Reviews

Two (tour)

Editorial Staff

Editorial Staff

| London's West End |

28 February 2008

The real stars of Hull Truck Theatre’s Two are the administrators and technical staff who have put together a tour of nearly 50 venues in nine weeks, most for one night only, though there is the luxury of three weeks at home in Hull in May to finish the tour.

The ever-resourceful Pip Leckenby has produced a functional set that will work everywhere from town halls and schools to modern studio theatres and lavish Victorian interiors like Buxton Opera House: one very large bar and a scattering of tables, chairs and stools – and that’s it. Director Nick Lane describes Two as “actors’ theatre”, and it is, with non-existent props, the constant filling and emptying of glasses being represented (not always accurately) by mime.

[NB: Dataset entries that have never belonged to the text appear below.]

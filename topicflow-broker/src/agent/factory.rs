//! String-keyed agent construction.

use std::collections::BTreeMap;
use std::sync::Arc;

use super::{Agent, BinaryOp, BinaryOpAgent, DivideAgent, IncrementAgent, SumAgent};
use crate::broker::Broker;
use crate::error::AgentError;

/// Builds an agent from its subscription and publication lists.
pub type AgentConstructor =
    Arc<dyn Fn(&Broker, &[String], &[String]) -> Result<Box<dyn Agent>, AgentError> + Send + Sync>;

/// Maps agent kinds (e.g. `"inc"`, `"sum"`) to constructors.
///
/// Kinds are case-insensitive, and a dotted prefix is ignored, so
/// `"configs.IncAgent"` resolves like `"incagent"`.
///
/// # Example
///
/// ```rust
/// use topicflow_broker::{AgentFactory, Broker};
///
/// let broker = Broker::new();
/// let factory = AgentFactory::default();
/// let agent = factory
///     .create("inc", &broker, &["A".to_string()], &["B".to_string()])
///     .unwrap();
/// assert_eq!(agent.name(), "IncAgent");
/// ```
#[derive(Clone)]
pub struct AgentFactory {
    constructors: BTreeMap<String, AgentConstructor>,
}

impl AgentFactory {
    /// Create a factory with no registered kinds.
    pub fn empty() -> Self {
        Self {
            constructors: BTreeMap::new(),
        }
    }

    /// Create a factory with the built-in agents registered.
    pub fn new() -> Self {
        let mut factory = Self::empty();

        for kind in ["inc", "increment", "incagent"] {
            factory.register(kind, |broker, subs, pubs| {
                Ok(Box::new(IncrementAgent::new(broker, subs, pubs)?))
            });
        }
        for kind in ["sum", "sumagent"] {
            factory.register(kind, |broker, subs, pubs| {
                Ok(Box::new(SumAgent::new(broker, subs, pubs)?))
            });
        }
        for kind in ["div", "divide", "divagent"] {
            factory.register(kind, |broker, subs, pubs| {
                Ok(Box::new(DivideAgent::new(broker, subs, pubs)?))
            });
        }

        factory.register_binary(&["plus", "add", "plusagent"], "PlusAgent", |a, b| a + b);
        factory.register_binary(&["minus", "sub", "minusagent"], "MinusAgent", |a, b| a - b);
        factory.register_binary(&["mul", "multiply", "mulagent"], "MulAgent", |a, b| a * b);

        factory
    }

    /// Register (or replace) a constructor for a kind.
    pub fn register<F>(&mut self, kind: &str, constructor: F)
    where
        F: Fn(&Broker, &[String], &[String]) -> Result<Box<dyn Agent>, AgentError>
            + Send
            + Sync
            + 'static,
    {
        self.constructors
            .insert(normalize_kind(kind), Arc::new(constructor));
    }

    /// Register a [`BinaryOpAgent`] kind under one or more names.
    pub fn register_binary<F>(&mut self, kinds: &[&str], agent_name: &str, op: F)
    where
        F: Fn(f64, f64) -> f64 + Send + Sync + 'static,
    {
        let op: BinaryOp = Arc::new(op);
        let agent_name = agent_name.to_string();
        for kind in kinds {
            let op = op.clone();
            let agent_name = agent_name.clone();
            self.register(kind, move |broker, subs, pubs| {
                Ok(Box::new(BinaryOpAgent::from_topics(
                    broker,
                    &agent_name,
                    subs,
                    pubs,
                    op.clone(),
                )?))
            });
        }
    }

    /// Returns true if a constructor is registered for `kind`.
    pub fn contains(&self, kind: &str) -> bool {
        self.constructors.contains_key(&normalize_kind(kind))
    }

    /// Registered kinds, sorted.
    pub fn kinds(&self) -> impl Iterator<Item = &str> {
        self.constructors.keys().map(String::as_str)
    }

    /// Construct an agent of the given kind.
    pub fn create(
        &self,
        kind: &str,
        broker: &Broker,
        subscriptions: &[String],
        publications: &[String],
    ) -> Result<Box<dyn Agent>, AgentError> {
        let constructor = self
            .constructors
            .get(&normalize_kind(kind))
            .ok_or_else(|| AgentError::UnknownKind(kind.to_string()))?;
        constructor(broker, subscriptions, publications)
    }
}

impl Default for AgentFactory {
    fn default() -> Self {
        Self::new()
    }
}

impl std::fmt::Debug for AgentFactory {
    fn fmt(&self, f: &mut std::fmt::Formatter<'_>) -> std::fmt::Result {
        f.debug_struct("AgentFactory")
            .field("kinds", &self.constructors.keys().collect::<Vec<_>>())
            .finish()
    }
}

fn normalize_kind(kind: &str) -> String {
    let kind = kind.trim();
    kind.rsplit('.').next().unwrap_or(kind).to_lowercase()
}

Unfortunately, although Two is well suited to such a tour with its cast of – you guessed it – two and minimal sets, the years since the first production of Jim Cartwright’s play in 1989 have not been kind – and perhaps Lane has not helped by his untypically broad direction of some scenes. The central story line, slight but convincing, is of the fractures in the marriage of pub landlord and landlady. Text and performance (by Robert Hudson and Julie Higginson) neatly and amusingly bring out the tensions beneath the saloon bar badinage and the final scene of truth and reconciliation is tautly acted, even if Cartwright’s solution is a bit too easy.

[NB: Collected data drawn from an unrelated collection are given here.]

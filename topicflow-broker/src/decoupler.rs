//! Per-agent mailboxes.
//!
//! An [`AsyncDecoupler`] stands between the broker and an agent. Topics
//! deliver into a bounded mailbox and return at once; a dedicated worker
//! thread drains the mailbox and calls the wrapped agent one message at a
//! time, in arrival order.

use std::any::Any;
use std::panic::{self, AssertUnwindSafe};
use std::sync::atomic::{AtomicBool, AtomicU64, Ordering};
use std::sync::Arc;
use std::thread::{self, JoinHandle};
use std::time::Duration;

use crossbeam_channel::{bounded, select, Receiver, RecvTimeoutError, SendTimeoutError, Sender};
use parking_lot::Mutex;
use topicflow_types::{canonical_topic, Message};

use crate::agent::Agent;
use crate::broker::Broker;
use crate::error::DecouplerError;

/// Mailbox settings.
#[derive(Debug, Clone, Copy, PartialEq, Eq)]
pub struct DecouplerConfig {
    /// Maximum number of queued messages. Must be positive.
    pub capacity: usize,
    /// How long `receive` waits for room in a full mailbox before dropping,
    /// and how long `shutdown` waits for the worker to exit. Must be
    /// non-zero.
    pub timeout: Duration,
}

impl DecouplerConfig {
    pub const DEFAULT_CAPACITY: usize = 10;
    pub const DEFAULT_TIMEOUT: Duration = Duration::from_secs(5);

    pub fn with_capacity(mut self, capacity: usize) -> Self {
        self.capacity = capacity;
        self
    }

    pub fn with_timeout(mut self, timeout: Duration) -> Self {
        self.timeout = timeout;
        self
    }
}

impl Default for DecouplerConfig {
    fn default() -> Self {
        Self {
            capacity: Self::DEFAULT_CAPACITY,
            timeout: Self::DEFAULT_TIMEOUT,
        }
    }
}

/// Point-in-time mailbox counters.
#[derive(Debug, Clone, Copy, Default, PartialEq, Eq)]
pub struct MailboxStats {
    /// Messages enqueued.
    pub accepted: u64,
    /// Messages handed to the agent without a panic.
    pub delivered: u64,
    /// Messages discarded because the mailbox stayed full or was shut down.
    pub dropped: u64,
    /// Deliveries during which the agent panicked.
    pub failed: u64,
    /// Messages currently waiting.
    pub queued: usize,
}

#[derive(Debug, Default)]
struct Counters {
    accepted: AtomicU64,
    delivered: AtomicU64,
    dropped: AtomicU64,
    failed: AtomicU64,
}

type Envelope = (String, Message);

/// Wraps an agent with a bounded mailbox and its own worker thread.
///
/// The decoupler is itself an [`Agent`]: it reports the wrapped agent's name
/// and topics, so the broker wires the decoupler in place of the agent.
/// One slow or panicking agent then never stalls a publisher or any other
/// agent; at worst a publisher waits `timeout` for mailbox room and the
/// message is dropped.
///
/// # Example
///
/// ```rust
/// use std::sync::Arc;
/// use topicflow_broker::{Agent, AsyncDecoupler, Broker, DecouplerConfig, IncrementAgent};
///
/// let broker = Broker::new();
/// let inc = IncrementAgent::new(&broker, &["A"], &["B"]).unwrap();
/// let decoupler = AsyncDecoupler::spawn(&broker, Arc::new(inc), DecouplerConfig::default()).unwrap();
///
/// broker.publish("A", 1.0);
///
/// decoupler.shutdown();
/// ```
pub struct AsyncDecoupler {
    agent: Arc<dyn Agent>,
    broker: Broker,
    mailbox: Sender<Envelope>,
    /// Second handle on the mailbox, used by `reset` to discard entries.
    drain: Receiver<Envelope>,
    /// Dropped on shutdown; the disconnect wakes the worker.
    stop: Mutex<Option<Sender<()>>>,
    /// Disconnects when the worker exits.
    finished: Receiver<()>,
    worker: Mutex<Option<JoinHandle<()>>>,
    running: Arc<AtomicBool>,
    counters: Arc<Counters>,
    timeout: Duration,
}

impl AsyncDecoupler {
    /// Start a worker for `agent` without wiring it into the broker.
    ///
    /// The broker handle is kept so [`shutdown`](Agent::shutdown) can detach
    /// the decoupler later.
    pub fn new(
        broker: &Broker,
        agent: Arc<dyn Agent>,
        config: DecouplerConfig,
    ) -> Result<Self, DecouplerError> {
        if config.capacity == 0 {
            return Err(DecouplerError::ZeroCapacity);
        }
        if config.timeout.is_zero() {
            return Err(DecouplerError::ZeroTimeout);
        }

        let (mailbox, inbox) = bounded::<Envelope>(config.capacity);
        let (stop, stop_rx) = bounded::<()>(0);
        let (finished_tx, finished) = bounded::<()>(0);
        let running = Arc::new(AtomicBool::new(true));
        let counters = Arc::new(Counters::default());

        let worker = Worker {
            agent: agent.clone(),
            inbox: inbox.clone(),
            stop: stop_rx,
            running: running.clone(),
            counters: counters.clone(),
            timeout: config.timeout,
            _finished: finished_tx,
        };
        let handle = thread::Builder::new()
            .name(format!("mailbox-{}", agent.name()))
            .spawn(move || worker.run())?;

        Ok(Self {
            agent,
            broker: broker.clone(),
            mailbox,
            drain: inbox,
            stop: Mutex::new(Some(stop)),
            finished,
            worker: Mutex::new(Some(handle)),
            running,
            counters,
            timeout: config.timeout,
        })
    }

    /// Start a worker for `agent` and attach the decoupler to the broker.
    pub fn spawn(
        broker: &Broker,
        agent: Arc<dyn Agent>,
        config: DecouplerConfig,
    ) -> Result<Arc<Self>, DecouplerError> {
        let decoupler = Arc::new(Self::new(broker, agent, config)?);
        broker.attach(decoupler.clone());
        Ok(decoupler)
    }

    /// The wrapped agent.
    pub fn agent(&self) -> &Arc<dyn Agent> {
        &self.agent
    }

    pub fn is_running(&self) -> bool {
        self.running.load(Ordering::SeqCst)
    }

    pub fn stats(&self) -> MailboxStats {
        MailboxStats {
            accepted: self.counters.accepted.load(Ordering::Relaxed),
            delivered: self.counters.delivered.load(Ordering::Relaxed),
            dropped: self.counters.dropped.load(Ordering::Relaxed),
            failed: self.counters.failed.load(Ordering::Relaxed),
            queued: self.mailbox.len(),
        }
    }

    fn stop_worker(&self) {
        self.stop.lock().take();

        let Some(handle) = self.worker.lock().take() else {
            return;
        };
        if handle.thread().id() == thread::current().id() {
            // Shut down from inside the agent: the loop ends after this delivery.
            return;
        }
        match self.finished.recv_timeout(self.timeout) {
            Err(RecvTimeoutError::Timeout) => {
                tracing::warn!(
                    agent = self.agent.name(),
                    timeout = ?self.timeout,
                    "mailbox worker did not exit in time"
                );
            }
            _ => {
                if handle.join().is_err() {
                    tracing::warn!(agent = self.agent.name(), "mailbox worker panicked");
                }
            }
        }
    }
}

impl Agent for AsyncDecoupler {
    fn name(&self) -> &str {
        self.agent.name()
    }

    fn inputs(&self) -> &[String] {
        self.agent.inputs()
    }

    fn outputs(&self) -> &[String] {
        self.agent.outputs()
    }

    /// Discard queued messages, then reset the wrapped agent.
    ///
    /// A message the worker has already dequeued may still reach the agent
    /// after this returns.
    fn reset(&self) {
        let discarded = self.drain.try_iter().count();
        if discarded > 0 {
            tracing::debug!(agent = self.agent.name(), discarded, "mailbox cleared");
        }
        self.agent.reset();
    }

    fn receive(&self, topic: &str, message: &Message) {
        let topic = canonical_topic(topic);
        if topic.is_empty() {
            tracing::warn!(agent = self.agent.name(), "message without topic dropped");
            return;
        }
        if !self.is_running() {
            self.counters.dropped.fetch_add(1, Ordering::Relaxed);
            tracing::debug!(
                agent = self.agent.name(),
                topic = %topic,
                "mailbox shut down, message dropped"
            );
            return;
        }

        match self
            .mailbox
            .send_timeout((topic, message.clone()), self.timeout)
        {
            Ok(()) => {
                self.counters.accepted.fetch_add(1, Ordering::Relaxed);
            }
            Err(SendTimeoutError::Timeout((topic, _)) | SendTimeoutError::Disconnected((topic, _))) => {
                self.counters.dropped.fetch_add(1, Ordering::Relaxed);
                tracing::warn!(
                    agent = self.agent.name(),
                    topic = %topic,
                    "mailbox full, message dropped"
                );
            }
        }
    }

    /// Detach from the broker, stop the worker, then shut the agent down.
    ///
    /// Waits at most `timeout` for the worker; a worker stuck inside the
    /// agent is logged and left behind. Calling this twice is a no-op.
    fn shutdown(&self) {
        if !self.running.swap(false, Ordering::SeqCst) {
            return;
        }
        self.broker.detach(self);
        self.stop_worker();
        self.agent.shutdown();
    }
}

impl std::fmt::Debug for AsyncDecoupler {
    fn fmt(&self, f: &mut std::fmt::Formatter<'_>) -> std::fmt::Result {
        f.debug_struct("AsyncDecoupler")
            .field("agent", &self.agent.name())
            .field("running", &self.is_running())
            .field("stats", &self.stats())
            .finish()
    }
}

struct Worker {
    agent: Arc<dyn Agent>,
    inbox: Receiver<Envelope>,
    stop: Receiver<()>,
    running: Arc<AtomicBool>,
    counters: Arc<Counters>,
    timeout: Duration,
    _finished: Sender<()>,
}

impl Worker {
    fn run(self) {
        tracing::debug!(agent = self.agent.name(), "mailbox worker started");

        while self.running.load(Ordering::SeqCst) {
            select! {
                recv(self.stop) -> _ => break,
                recv(self.inbox) -> entry => match entry {
                    Ok((topic, message)) => self.deliver(&topic, &message),
                    Err(_) => break,
                },
                default(self.timeout) => {}
            }
        }

        tracing::debug!(agent = self.agent.name(), "mailbox worker stopped");
    }

    fn deliver(&self, topic: &str, message: &Message) {
        let result = panic::catch_unwind(AssertUnwindSafe(|| self.agent.receive(topic, message)));
        match result {
            Ok(()) => {
                self.counters.delivered.fetch_add(1, Ordering::Relaxed);
            }
            Err(payload) => {
                self.counters.failed.fetch_add(1, Ordering::Relaxed);
                tracing::error!(
                    agent = self.agent.name(),
                    topic,
                    panic = panic_message(payload.as_ref()),
                    "agent panicked while handling message"
                );
            }
        }
    }
}

fn panic_message(payload: &(dyn Any + Send)) -> &str {
    if let Some(s) = payload.downcast_ref::<&str>() {
        s
    } else if let Some(s) = payload.downcast_ref::<String>() {
        s
    } else {
        "non-string panic payload"
    }
}
//! Topic name normalization.

/// Normalize a topic name to its canonical form.
///
/// Topic names are case-insensitive: `"sum"`, `"Sum"` and `" SUM "` all
/// refer to the same topic. The canonical form is trimmed and upper-cased.
///
/// # Example
///
/// ```rust
/// use topicflow_types::canonical_topic;
///
/// assert_eq!(canonical_topic(" orders.new "), "ORDERS.NEW");
/// ```
pub fn canonical_topic(name: &str) -> String {
    name.trim().to_uppercase()
}

/// Normalize a list of topic names, dropping entries that are empty after trimming.
pub fn canonical_topics<I, S>(names: I) -> Vec<String>
where
    I: IntoIterator<Item = S>,
    S: AsRef<str>,
{
    names
        .into_iter()
        .map(|name| canonical_topic(name.as_ref()))
        .filter(|name| !name.is_empty())
        .collect()
}

#[cfg(test)]
mod tests {
    use super::*;

    #[test]
    fn canonical_topic_is_case_insensitive() {
        assert_eq!(canonical_topic("x"), canonical_topic("X"));
        assert_eq!(canonical_topic("MixedCase"), "MIXEDCASE");
    }

    #[test]
    fn canonical_topic_trims_whitespace() {
        assert_eq!(canonical_topic("  a b  "), "A B");
    }

    #[test]
    fn canonical_topics_drops_blank_entries() {
        let names = canonical_topics(["a", " ", "", "b "]);
        assert_eq!(names, vec!["A", "B"]);
    }
}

However, the cameos and conflicts of the pub regulars are less satisfying. According to the programme, Cartwright specialises in “the honest depiction of the lives of the marginalised and powerless”, but the naturalism implied by that is seldom evident. There are some nice eccentric monologues (Under Milk Wood a surprising influence at times) and what are essentially revue sketches involving exaggerated characters.

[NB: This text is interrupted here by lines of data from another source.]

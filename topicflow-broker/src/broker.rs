//! The topic registry.

use std::collections::BTreeMap;
use std::sync::Arc;

use parking_lot::RwLock;
use topicflow_types::{canonical_topic, GraphSnapshot, Message};

use crate::agent::Agent;
use crate::topic::Topic;

/// Registry of named topics.
///
/// `Broker` is a cheap handle: clones share the same registry. Topic names
/// are case-insensitive, so `"prices"` and `"PRICES"` resolve to the same
/// [`Topic`].
///
/// # Example
///
/// ```rust
/// use topicflow_broker::Broker;
///
/// let broker = Broker::new();
/// broker.publish("temperature", "21.5");
///
/// assert_eq!(broker.topic("TEMPERATURE").last_message().value(), 21.5);
/// ```
#[derive(Debug, Clone, Default)]
pub struct Broker {
    topics: Arc<RwLock<BTreeMap<String, Arc<Topic>>>>,
}

impl Broker {
    /// Create an empty broker.
    pub fn new() -> Self {
        Self::default()
    }

    /// Get or create the topic with the given name.
    ///
    /// Concurrent callers asking for the same name always receive the same
    /// instance.
    pub fn topic(&self, name: &str) -> Arc<Topic> {
        let key = canonical_topic(name);

        // Fast path: already registered
        {
            let topics = self.topics.read();
            if let Some(topic) = topics.get(&key) {
                return topic.clone();
            }
        }

        // Slow path: another thread may have won the race
        let mut topics = self.topics.write();
        topics
            .entry(key)
            .or_insert_with_key(|key| Arc::new(Topic::new(key)))
            .clone()
    }

    /// Look up a topic without creating it.
    pub fn find_topic(&self, name: &str) -> Option<Arc<Topic>> {
        self.topics.read().get(&canonical_topic(name)).cloned()
    }

    /// Returns true if a topic with this name exists.
    pub fn contains_topic(&self, name: &str) -> bool {
        self.topics.read().contains_key(&canonical_topic(name))
    }

    /// All topics, ordered by name.
    pub fn topics(&self) -> Vec<Arc<Topic>> {
        self.topics.read().values().cloned().collect()
    }

    pub fn len(&self) -> usize {
        self.topics.read().len()
    }

    pub fn is_empty(&self) -> bool {
        self.topics.read().is_empty()
    }

    /// Forget every topic.
    ///
    /// Existing `Arc<Topic>` handles stay usable but are no longer reachable
    /// through the broker; the next [`topic`](Self::topic) call creates a
    /// fresh instance.
    pub fn clear(&self) {
        let old = std::mem::take(&mut *self.topics.write());
        tracing::debug!(topics = old.len(), "broker cleared");
        drop(old);
    }

    /// Publish a message on the named topic, creating it if needed.
    pub fn publish(&self, name: &str, message: impl Into<Message>) {
        self.topic(name).publish(message.into());
    }

    /// Wire an agent into the graph.
    ///
    /// The agent is subscribed to each of its inputs and recorded as a
    /// publisher of each of its outputs.
    pub fn attach(&self, agent: Arc<dyn Agent>) {
        for input in agent.inputs() {
            self.topic(input).subscribe(agent.clone());
        }
        for output in agent.outputs() {
            self.topic(output).add_publisher(agent.clone());
        }
        tracing::debug!(
            agent = agent.name(),
            inputs = ?agent.inputs(),
            outputs = ?agent.outputs(),
            "agent attached"
        );
    }

    /// Undo [`attach`](Self::attach) for this exact agent instance.
    ///
    /// Topics that no longer exist are skipped rather than recreated.
    pub fn detach(&self, agent: &dyn Agent) {
        for input in agent.inputs() {
            if let Some(topic) = self.find_topic(input) {
                topic.unsubscribe(agent);
            }
        }
        for output in agent.outputs() {
            if let Some(topic) = self.find_topic(output) {
                topic.remove_publisher(agent);
            }
        }
        tracing::debug!(agent = agent.name(), "agent detached");
    }

    /// Capture the current topic/agent graph.
    pub fn graph(&self) -> GraphSnapshot {
        crate::graph::snapshot(self)
    }
}
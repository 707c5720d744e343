//! Duration strings for the command line and graph descriptions.

use std::time::Duration;

use anyhow::{bail, Result};

/// Suffix to nanoseconds multiplier (order matters: longer suffixes first)
const UNITS: &[(&str, f64)] = &[
    ("ns", 1.0),
    ("µs", 1_000.0),
    ("us", 1_000.0),
    ("ms", 1_000_000.0),
    ("s", 1_000_000_000.0),
    ("m", 60_000_000_000.0),
];

/// Parse duration strings like "200ms", "1.5s", "250us" or "2m"
pub fn parse_duration(s: &str) -> Result<Duration> {
    let s = s.trim();

    for (suffix, multiplier) in UNITS {
        if let Some(val_str) = s.strip_suffix(suffix) {
            let val: f64 = val_str.trim().parse()?;
            if !val.is_finite() || val < 0.0 {
                bail!("Duration must be a non-negative number: {}", s);
            }
            return Ok(Duration::from_nanos((val * multiplier) as u64));
        }
    }

    bail!("Unknown duration format: {}", s)
}

/// Format a duration for display
pub fn format_duration(d: Duration) -> String {
    let nanos = d.as_nanos();
    if nanos == 0 {
        "0ns".to_string()
    } else if nanos < 1_000 {
        format!("{}ns", nanos)
    } else if nanos < 1_000_000 {
        format!("{:.2}µs", nanos as f64 / 1_000.0)
    } else if nanos < 1_000_000_000 {
        format!("{:.2}ms", nanos as f64 / 1_000_000.0)
    } else {
        format!("{:.2}s", d.as_secs_f64())
    }
}
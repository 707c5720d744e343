//! Schema versioning for exported graph snapshots.

use crate::SCHEMA_VERSION;

/// Schema version information embedded in graph snapshots.
#[derive(Debug, Clone, Copy, PartialEq, Eq, Hash)]
#[cfg_attr(feature = "serde", derive(serde::Serialize, serde::Deserialize))]
pub struct SchemaVersion {
    /// Major version - breaking changes increment this.
    pub major: u32,

    /// Minor version - backwards-compatible additions increment this.
    pub minor: u32,
}

impl SchemaVersion {
    /// Create a new schema version.
    pub const fn new(major: u32, minor: u32) -> Self {
        Self { major, minor }
    }

    /// The current schema version used by this library.
    pub const fn current() -> Self {
        Self {
            major: SCHEMA_VERSION,
            minor: 0,
        }
    }

    /// Returns true if the major version matches (minor differences are OK).
    pub fn is_compatible(&self) -> bool {
        self.major == SCHEMA_VERSION
    }
}

impl Default for SchemaVersion {
    fn default() -> Self {
        Self::current()
    }
}

#[cfg(test)]
mod tests {
    use super::*;

    #[test]
    fn current_version_is_compatible() {
        assert!(SchemaVersion::current().is_compatible());
        assert!(SchemaVersion::new(SCHEMA_VERSION, 7).is_compatible());
        assert!(!SchemaVersion::new(SCHEMA_VERSION + 1, 0).is_compatible());
    }
}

The inept Lothario pursuing every female with hopeless chat-up lines and then drinking their beers when they flee is good fun, especially when he gets his comeuppance from his doggedly devoted fiancée. The caricatures of the mentally inadequate couple, however, are jaw-droppingly crass, the sort of humour you might expect from a long-buried sitcom.

The versatility of the actors (playing 14 parts in total) goes without saying and both manage some telling characterisations, the pub atmosphere is well realised with the audience doubling as the anonymous customers (and other venues will be more helpful than the steeply-raked Trinity Arts Centre), but my fuzzy recollections of seeing the play in the early 1990s promised a more powerful and coherent work.

– Ron Simpson (reviewed at Trinity Arts Centre, Gainsborough)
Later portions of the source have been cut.